I had proposed that we listen together to a few pieces of music that affected him strongly. It could be any music: not desert-island endorsements or a strict autobiography of influence; the point was to talk about how music works and how he hears it. Metheny took the challenge seriously.
“For me to say I’m going to build a case that describes something, under the guise of three songs, it actually shuts me down a little bit,” he said, seeming pained. “The whole idea of style and genre is actually something I’ve willfully resisted from the very early stage. So if I pick this and then I pick that, it creates these two pillars. But I think I know what you’re looking for, which has nothing to do with what I’m talking about.”
He began to warm up. “I don’t think too much about stuff like this, and it’s been kind of a musical psychoanalysis. Most musicians are occasionally asked to put together their ten favorite albums, but you’re looking for the undercurrents to it all.”
“You’ve got it perfectly,” I said.
He took a CD-R out of its case, onto which he had burned six pieces of music. “Well, then let’s start with Sonny Rollins and Paul Bley.”
Dealing with great jazz improvisers is often dealing with masters of certainty: people who for most of their lives have been trusting their impulses to make things up on the spot. Metheny—fifty years old at the time of our meeting, in 2005—extends that certainty to talking, exhaustively, about music, both in specifics and at a conceptual or historical remove.
He is ecumenical and opinionated, practical and quite idealistic, a cheery defender of his own causes. Although he is a jazz musician at the core and is generally thought of as such, he does not believe his purpose in life is to further the cause of the guitar in jazz, or even of jazz itself.
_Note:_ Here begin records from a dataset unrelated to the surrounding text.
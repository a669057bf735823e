//! Decoding of OAI-PMH response documents.
//!
//! Every response is an `<OAI-PMH>` envelope holding either a verb element
//! (`<ListIdentifiers>`, `<GetRecord>`, ...) or one or more `<error>` elements.
//! A protocol error arrives with HTTP 200, so it is returned alongside the
//! payload rather than as a decode failure.
//!
//! Decoding is lenient: unknown elements and attributes are ignored, namespaces
//! are not checked, DTDs are accepted, and bare `&` or undeclared entities such
//! as `&eacute;` are kept as literal text.

use std::fmt;

use roxmltree::{Document, Node, ParsingOptions};
use thiserror::Error;

use crate::xml::{
    child_text, children_text, escape_stray_ampersands, find_child, find_children, get_tag_name,
    get_text,
};

/// Root element of every OAI-PMH response.
const ROOT_ELEMENT: &str = "OAI-PMH";

/// The six OAI-PMH request verbs.
#[derive(Debug, Clone, Copy, PartialEq, Eq)]
pub enum Verb {
    Identify,
    ListIdentifiers,
    ListRecords,
    GetRecord,
    ListSets,
    ListMetadataFormats,
}

impl Verb {
    /// Verb name as used in the `verb` query parameter and the response element.
    #[must_use]
    pub fn as_str(&self) -> &'static str {
        match self {
            Self::Identify => "Identify",
            Self::ListIdentifiers => "ListIdentifiers",
            Self::ListRecords => "ListRecords",
            Self::GetRecord => "GetRecord",
            Self::ListSets => "ListSets",
            Self::ListMetadataFormats => "ListMetadataFormats",
        }
    }
}

impl fmt::Display for Verb {
    fn fmt(&self, f: &mut fmt::Formatter<'_>) -> fmt::Result {
        f.write_str(self.as_str())
    }
}

/// OAI-PMH error codes.
///
/// `IdDoesNotExist` is the only code the harvester treats as benign; anything
/// the protocol does not define lands in `Other`.
#[derive(Debug, Clone, PartialEq, Eq)]
pub enum ErrorCode {
    BadArgument,
    BadResumptionToken,
    BadVerb,
    CannotDisseminateFormat,
    IdDoesNotExist,
    NoRecordsMatch,
    NoMetadataFormats,
    NoSetHierarchy,
    Other(String),
}

impl ErrorCode {
    /// Classify a raw `code` attribute.
    #[must_use]
    pub fn from_code(code: &str) -> Self {
        match code {
            "badArgument" => Self::BadArgument,
            "badResumptionToken" => Self::BadResumptionToken,
            "badVerb" => Self::BadVerb,
            "cannotDisseminateFormat" => Self::CannotDisseminateFormat,
            "idDoesNotExist" => Self::IdDoesNotExist,
            "noRecordsMatch" => Self::NoRecordsMatch,
            "noMetadataFormats" => Self::NoMetadataFormats,
            "noSetHierarchy" => Self::NoSetHierarchy,
            other => Self::Other(other.to_string()),
        }
    }

    #[must_use]
    pub fn as_str(&self) -> &str {
        match self {
            Self::BadArgument => "badArgument",
            Self::BadResumptionToken => "badResumptionToken",
            Self::BadVerb => "badVerb",
            Self::CannotDisseminateFormat => "cannotDisseminateFormat",
            Self::IdDoesNotExist => "idDoesNotExist",
            Self::NoRecordsMatch => "noRecordsMatch",
            Self::NoMetadataFormats => "noMetadataFormats",
            Self::NoSetHierarchy => "noSetHierarchy",
            Self::Other(code) => code,
        }
    }
}

impl fmt::Display for ErrorCode {
    fn fmt(&self, f: &mut fmt::Formatter<'_>) -> fmt::Result {
        f.write_str(self.as_str())
    }
}

/// Protocol error reported inside an otherwise successful response.
#[derive(Debug, Clone, PartialEq, Eq, Error)]
#[error("oai: {code} {message}")]
pub struct ProtocolError {
    pub code: ErrorCode,
    pub message: String,
}

/// Failure to turn a response body into a [`Response`].
#[derive(Debug, Error)]
pub enum DecodeError {
    /// Body is not well-formed XML.
    #[error("malformed XML: {0}")]
    Xml(#[from] roxmltree::Error),

    /// Document is XML but not an OAI-PMH response.
    #[error("unexpected root element <{0}>, expected <OAI-PMH>")]
    UnexpectedRoot(String),

    /// Response carries neither the verb element nor an error.
    #[error("response has no <{0}> element")]
    MissingVerb(Verb),
}

/// Record header as listed by `ListIdentifiers` and embedded in records.
#[derive(Debug, Clone, Default, PartialEq, Eq)]
pub struct Header {
    pub identifier: String,
    pub datestamp: Option<String>,
    pub set_specs: Vec<String>,
    /// `status="deleted"` on the header.
    pub deleted: bool,
}

/// Flow-control token of a list response.
#[derive(Debug, Clone, Default, PartialEq, Eq)]
pub struct ResumptionToken {
    pub value: String,
    pub cursor: Option<u64>,
    pub complete_list_size: Option<u64>,
}

impl ResumptionToken {
    /// An empty token marks the last page of a list.
    #[must_use]
    pub fn is_empty(&self) -> bool {
        self.value.is_empty()
    }
}

/// One page of a `ListIdentifiers` response.
#[derive(Debug, Clone, Default, PartialEq, Eq)]
pub struct ListingPage {
    pub headers: Vec<Header>,
    pub resumption_token: Option<ResumptionToken>,
}

impl ListingPage {
    /// Token for the next page, or `None` when this page is the last one.
    #[must_use]
    pub fn next_token(&self) -> Option<&str> {
        self.resumption_token
            .as_ref()
            .filter(|t| !t.is_empty())
            .map(|t| t.value.as_str())
    }

    pub fn identifiers(&self) -> impl Iterator<Item = &str> {
        self.headers.iter().map(|h| h.identifier.as_str())
    }
}

/// A single record with its metadata kept as raw XML.
#[derive(Debug, Clone, Default, PartialEq, Eq)]
pub struct Record {
    pub header: Header,
    pub metadata: Option<String>,
}

/// Repository description returned by `Identify`.
#[derive(Debug, Clone, Default, PartialEq, Eq)]
pub struct Identify {
    pub repository_name: String,
    pub base_url: String,
    pub protocol_version: String,
    pub admin_emails: Vec<String>,
    pub earliest_datestamp: Option<String>,
    pub deleted_record: Option<String>,
    pub granularity: Option<String>,
    pub compression: Vec<String>,
}

#[derive(Debug, Clone, Default, PartialEq, Eq)]
pub struct Set {
    pub spec: String,
    pub name: String,
}

#[derive(Debug, Clone, Default, PartialEq, Eq)]
pub struct MetadataFormat {
    pub prefix: String,
    pub schema: Option<String>,
    pub namespace: Option<String>,
}

/// Verb-specific content of a response.
#[derive(Debug, Clone, PartialEq, Eq)]
pub enum Payload {
    Identify(Identify),
    ListIdentifiers(ListingPage),
    ListRecords {
        records: Vec<Record>,
        resumption_token: Option<ResumptionToken>,
    },
    GetRecord(Record),
    ListSets {
        sets: Vec<Set>,
        resumption_token: Option<ResumptionToken>,
    },
    ListMetadataFormats(Vec<MetadataFormat>),
    /// The response carried an error instead of a verb element.
    Empty,
}

/// A decoded OAI-PMH response.
#[derive(Debug, Clone, PartialEq, Eq)]
pub struct Response {
    pub response_date: Option<String>,
    pub payload: Payload,
    pub error: Option<ProtocolError>,
}

/// Decode a raw response body for the given verb.
///
/// # Examples
/// ```
/// use oai_harvester::response::{decode, ErrorCode, Verb};
///
/// let body = br#"<OAI-PMH><error code="idDoesNotExist">gone</error></OAI-PMH>"#;
/// let response = decode(body, Verb::GetRecord).unwrap();
/// assert_eq!(response.error.unwrap().code, ErrorCode::IdDoesNotExist);
/// ```
pub fn decode(body: &[u8], verb: Verb) -> std::result::Result<Response, DecodeError> {
    let lossy = String::from_utf8_lossy(body);
    let text = escape_stray_ampersands(&lossy);
    let options = ParsingOptions {
        allow_dtd: true,
        ..ParsingOptions::default()
    };
    let doc = Document::parse_with_options(&text, options)?;
    let root = doc.root_element();

    if get_tag_name(root) != ROOT_ELEMENT {
        return Err(DecodeError::UnexpectedRoot(get_tag_name(root).to_string()));
    }

    let response_date = child_text(root, "responseDate");
    // Several <error> elements are allowed; the first one decides.
    let error = find_child(root, "error").map(parse_error);

    let payload = match find_child(root, verb.as_str()) {
        Some(node) => parse_payload(node, verb, &text),
        None if error.is_some() => Payload::Empty,
        None => return Err(DecodeError::MissingVerb(verb)),
    };

    Ok(Response {
        response_date,
        payload,
        error,
    })
}

fn parse_payload(node: Node<'_, '_>, verb: Verb, text: &str) -> Payload {
    match verb {
        Verb::Identify => Payload::Identify(parse_identify(node)),
        Verb::ListIdentifiers => Payload::ListIdentifiers(ListingPage {
            headers: find_children(node, "header").map(parse_header).collect(),
            resumption_token: find_child(node, "resumptionToken").map(parse_token),
        }),
        Verb::ListRecords => Payload::ListRecords {
            records: find_children(node, "record")
                .map(|r| parse_record(r, text))
                .collect(),
            resumption_token: find_child(node, "resumptionToken").map(parse_token),
        },
        Verb::GetRecord => Payload::GetRecord(
            find_child(node, "record")
                .map(|r| parse_record(r, text))
                .unwrap_or_default(),
        ),
        Verb::ListSets => Payload::ListSets {
            sets: find_children(node, "set")
                .map(|s| Set {
                    spec: child_text(s, "setSpec").unwrap_or_default(),
                    name: child_text(s, "setName").unwrap_or_default(),
                })
                .collect(),
            resumption_token: find_child(node, "resumptionToken").map(parse_token),
        },
        Verb::ListMetadataFormats => Payload::ListMetadataFormats(
            find_children(node, "metadataFormat")
                .map(|f| MetadataFormat {
                    prefix: child_text(f, "metadataPrefix").unwrap_or_default(),
                    schema: child_text(f, "schema"),
                    namespace: child_text(f, "metadataNamespace"),
                })
                .collect(),
        ),
    }
}

fn parse_error(node: Node<'_, '_>) -> ProtocolError {
    ProtocolError {
        code: ErrorCode::from_code(node.attribute("code").unwrap_or_default()),
        message: get_text(node),
    }
}

fn parse_header(node: Node<'_, '_>) -> Header {
    Header {
        identifier: child_text(node, "identifier").unwrap_or_default(),
        datestamp: child_text(node, "datestamp"),
        set_specs: children_text(node, "setSpec"),
        deleted: node.attribute("status") == Some("deleted"),
    }
}

fn parse_token(node: Node<'_, '_>) -> ResumptionToken {
    ResumptionToken {
        value: get_text(node),
        cursor: node.attribute("cursor").and_then(|v| v.trim().parse().ok()),
        complete_list_size: node
            .attribute("completeListSize")
            .and_then(|v| v.trim().parse().ok()),
    }
}

fn parse_record(node: Node<'_, '_>, text: &str) -> Record {
    Record {
        header: find_child(node, "header")
            .map(parse_header)
            .unwrap_or_default(),
        metadata: find_child(node, "metadata")
            .and_then(|m| m.first_element_child())
            .and_then(|inner| text.get(inner.range()))
            .map(str::to_string),
    }
}

fn parse_identify(node: Node<'_, '_>) -> Identify {
    Identify {
        repository_name: child_text(node, "repositoryName").unwrap_or_default(),
        base_url: child_text(node, "baseURL").unwrap_or_default(),
        protocol_version: child_text(node, "protocolVersion").unwrap_or_default(),
        admin_emails: children_text(node, "adminEmail"),
        earliest_datestamp: child_text(node, "earliestDatestamp"),
        deleted_record: child_text(node, "deletedRecord"),
        granularity: child_text(node, "granularity"),
        compression: children_text(node, "compression"),
    }
}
On the telephone a few days before, I had asked him whether he’d be talking about a lot of guitarists. “The guitar for me is a translation device,” he said by way of an answer. “It’s not a goal. And in some ways jazz isn’t a destination for me. For me, jazz is a vehicle that takes you to the true destination—a musical one that describes all kinds of stuff about the human condition and the way music works.”
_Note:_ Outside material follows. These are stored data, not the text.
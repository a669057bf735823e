//! Retry policies.
//!
//! Two independent layers are composed by the harvester:
//!
//! - [`TransportRetry`]: a fixed number of attempts with exponential delays,
//!   applied to each HTTP request by [`crate::http::RetryingFetcher`].
//! - [`ElapsedBackoff`]: exponential delays bounded by total elapsed time,
//!   applied by the workers around fetch + decode + protocol check.

use std::time::{Duration, Instant};

/// Count-bounded exponential backoff for transport failures.
#[derive(Debug, Clone, Copy, PartialEq, Eq)]
pub struct TransportRetry {
    max_attempts: u32,
    base_delay: Duration,
}

impl TransportRetry {
    /// `max_attempts` is clamped to at least one.
    #[must_use]
    pub fn new(max_attempts: u32, base_delay: Duration) -> Self {
        Self {
            max_attempts: max_attempts.max(1),
            base_delay,
        }
    }

    #[must_use]
    pub fn max_attempts(&self) -> u32 {
        self.max_attempts
    }

    /// Whether another attempt follows the given zero-based attempt.
    #[must_use]
    pub fn has_attempt_after(&self, attempt: u32) -> bool {
        attempt.saturating_add(1) < self.max_attempts
    }

    /// Delay before the given zero-based attempt: nothing before the first,
    /// then base, 2×base, 4×base, ...
    #[must_use]
    pub fn delay_before(&self, attempt: u32) -> Duration {
        if attempt == 0 {
            return Duration::ZERO;
        }
        let factor = 1u32.checked_shl(attempt - 1).unwrap_or(u32::MAX);
        self.base_delay.saturating_mul(factor)
    }
}

/// Exponential backoff that gives up once a time budget is spent.
#[derive(Debug, Clone)]
pub struct ElapsedBackoff {
    started: Instant,
    next_interval: Duration,
    max_interval: Duration,
    max_elapsed: Duration,
}

impl ElapsedBackoff {
    /// Start the clock now.
    #[must_use]
    pub fn new(initial: Duration, max_interval: Duration, max_elapsed: Duration) -> Self {
        Self {
            started: Instant::now(),
            next_interval: initial,
            max_interval,
            max_elapsed,
        }
    }

    #[must_use]
    pub fn elapsed(&self) -> Duration {
        self.started.elapsed()
    }

    /// Delay before the next attempt, or `None` when the budget is spent.
    pub fn next_delay(&mut self) -> Option<Duration> {
        let elapsed = self.elapsed();
        self.next_delay_at(elapsed)
    }

    /// Same as [`Self::next_delay`] with an explicit elapsed time.
    ///
    /// The returned delay never reaches past the end of the budget.
    pub fn next_delay_at(&mut self, elapsed: Duration) -> Option<Duration> {
        let remaining = self.max_elapsed.checked_sub(elapsed)?;
        if remaining.is_zero() {
            return None;
        }

        let delay = self.next_interval.min(remaining);
        self.next_interval = self
            .next_interval
            .saturating_mul(2)
            .min(self.max_interval);
        Some(delay)
    }
}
Growing up in Missouri, Metheny developed his certainty as a high-school-age professional in Kansas City. In 1975, when he was twenty-one, he made his first album, Bright Size Life, with a trio including Jaco Pastorius on bass and Bob Moses on drums, and started to bring about a change within jazz—a compositional one, really, that affected all kinds of instrumentalists, not just guitarists. The record introduced a lyrical strain in the music that didn’t come from the blues or old popular standards; he was not aggressively overplaying, as many jazz-into-rock guitarists were at the time, and he suggested new areas of harmony that had not yet flooded American jazz pedagogy, but soon would.
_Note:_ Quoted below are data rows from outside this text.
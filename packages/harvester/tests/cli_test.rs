//! Exit behaviour of the `oaicrawl` binary.

use std::fs;

use assert_cmd::Command;
use predicates::prelude::*;
use wiremock::matchers::query_param;
use wiremock::{Mock, MockServer, ResponseTemplate};

#[test]
fn test_missing_endpoint_fails() {
    Command::cargo_bin("oaicrawl")
        .unwrap()
        .assert()
        .failure()
        .stderr(predicate::str::contains("<ENDPOINT>"));
}

#[test]
fn test_version_flag() {
    Command::cargo_bin("oaicrawl")
        .unwrap()
        .arg("--version")
        .assert()
        .success()
        .stdout(predicate::str::contains(env!("CARGO_PKG_VERSION")));
}

#[test]
fn test_invalid_endpoint_fails() {
    Command::cargo_bin("oaicrawl")
        .unwrap()
        .arg("not-a-url")
        .assert()
        .code(1)
        .stderr(predicate::str::contains("Invalid endpoint"));
}

#[test]
fn test_zero_workers_rejected() {
    Command::cargo_bin("oaicrawl")
        .unwrap()
        .args(["-w", "0", "http://127.0.0.1:9/oai"])
        .assert()
        .code(1)
        .stderr(predicate::str::contains("worker count must be at least 1"));
}

#[test]
fn test_unreachable_endpoint_fails() {
    Command::cargo_bin("oaicrawl")
        .unwrap()
        .args(["-r", "1", "http://127.0.0.1:9/oai"])
        .assert()
        .code(1)
        .stderr(predicate::str::contains("Pagination failed"));
}

#[tokio::test(flavor = "multi_thread")]
async fn test_harvest_to_output_file() {
    let server = MockServer::start().await;
    Mock::given(query_param("verb", "ListIdentifiers"))
        .respond_with(ResponseTemplate::new(200).set_body_string(
            "<OAI-PMH><ListIdentifiers><header><identifier>x</identifier></header>\
             <resumptionToken/></ListIdentifiers></OAI-PMH>",
        ))
        .expect(1)
        .mount(&server)
        .await;
    Mock::given(query_param("verb", "GetRecord"))
        .and(query_param("identifier", "x"))
        .respond_with(ResponseTemplate::new(200).set_body_string(
            "<OAI-PMH><GetRecord><record><header><identifier>x</identifier></header></record></GetRecord></OAI-PMH>",
        ))
        .expect(1)
        .mount(&server)
        .await;

    let dir = tempfile::tempdir().unwrap();
    let output = dir.path().join("records.xml");
    let endpoint = format!("{}/oai", server.uri());
    let output_arg = output.clone();

    tokio::task::spawn_blocking(move || {
        Command::cargo_bin("oaicrawl")
            .unwrap()
            .args(["-w", "2", "-o"])
            .arg(&output_arg)
            .arg(&endpoint)
            .assert()
            .success()
            .stdout(predicate::str::is_empty());
    })
    .await
    .unwrap();

    let written = fs::read_to_string(&output).unwrap();
    assert!(written.contains("<identifier>x</identifier>"));
    assert!(written.starts_with("<OAI-PMH><GetRecord>"));
}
A few years later he formed the Pat Metheny Group and has kept some form of it together since 1977, playing music that is melodically rich, harmonically advanced, besotted with the possibilities of effects and recording technology, and often kind of glossily pretty. That prettiness—and the adaptations he has made to the sound of the guitar, especially the guitar synthesizer, with its limpid, brasslike sound—has been insurmountable for many people who prefer their jazz based in the rudiments of swing and blues, and in acoustic sounds. But his audience has never abated.
Pay attention to his work, and he will eventually get around to whatever it is you like, whether it be Question and Answer, a record of tough, imaginative postbebop and post-Coltrane playing with the bassist Dave Holland and the drummer Roy Haynes; his popfusion melodies with the Pat Metheny Group; his solo acoustic records; or separate collaborations with his heroes Ornette Coleman and Jim Hall and Derek Bailey. It is a weirdly wide aesthetic swath.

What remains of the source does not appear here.